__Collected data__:
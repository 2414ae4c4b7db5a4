use std::fmt;

/// Represents the action state of a key event.
///
/// From `evtest` output, the "magic numbers" for assignment to enums:
///   0 == 'released'
///   1 == 'pressed'
///   2 == 'repeated'
#[derive(Debug, Clone, Copy, PartialEq, Eq, Hash)]
#[repr(i32)]
pub enum Action {
    Release = 0,
    Press = 1,
    Repeat = 2,
}

impl Action {
    /// Map the remapper's `up_flag` onto a press or release
    pub fn from_up_flag(up: bool) -> Self {
        if up {
            Action::Release
        } else {
            Action::Press
        }
    }

    /// Returns true if this is a RELEASE event
    pub fn is_up(self) -> bool {
        matches!(self, Action::Release)
    }

    /// Returns true if this is a REPEAT event
    pub fn is_repeat(self) -> bool {
        matches!(self, Action::Repeat)
    }

    /// Whether the key is held down after this event
    pub fn is_down(self) -> bool {
        !self.is_up()
    }

    /// Create Action from i32 value (from evdev)
    pub fn from_i32(value: i32) -> Option<Self> {
        match value {
            0 => Some(Action::Release),
            1 => Some(Action::Press),
            2 => Some(Action::Repeat),
            _ => None,
        }
    }

    /// Convert Action to its i32 representation
    pub fn to_i32(self) -> i32 {
        self as i32
    }
}

impl fmt::Display for Action {
    fn fmt(&self, f: &mut fmt::Formatter<'_>) -> fmt::Result {
        match self {
            Action::Release => write!(f, "Up"),
            Action::Press => write!(f, "Down"),
            Action::Repeat => write!(f, "Repeat"),
        }
    }
}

__Try it__: Output nothing but the lines from the one containing "pub fn is_down(self)" through the last line of the data, exactly as they stand.

__Exercise output__:
    pub fn is_down(self) -> bool {
        !self.is_up()
    }

    /// Create Action from i32 value (from evdev)
    pub fn from_i32(value: i32) -> Option<Self> {
        match value {
            0 => Some(Action::Release),
            1 => Some(Action::Press),
            2 => Some(Action::Repeat),
            _ => None,
        }
    }

    /// Convert Action to its i32 representation
    pub fn to_i32(self) -> i32 {
        self as i32
    }
}

impl fmt::Display for Action {
    fn fmt(&self, f: &mut fmt::Formatter<'_>) -> fmt::Result {
        match self {
            Action::Release => write!(f, "Up"),
            Action::Press => write!(f, "Down"),
            Action::Repeat => write!(f, "Repeat"),
        }
    }
}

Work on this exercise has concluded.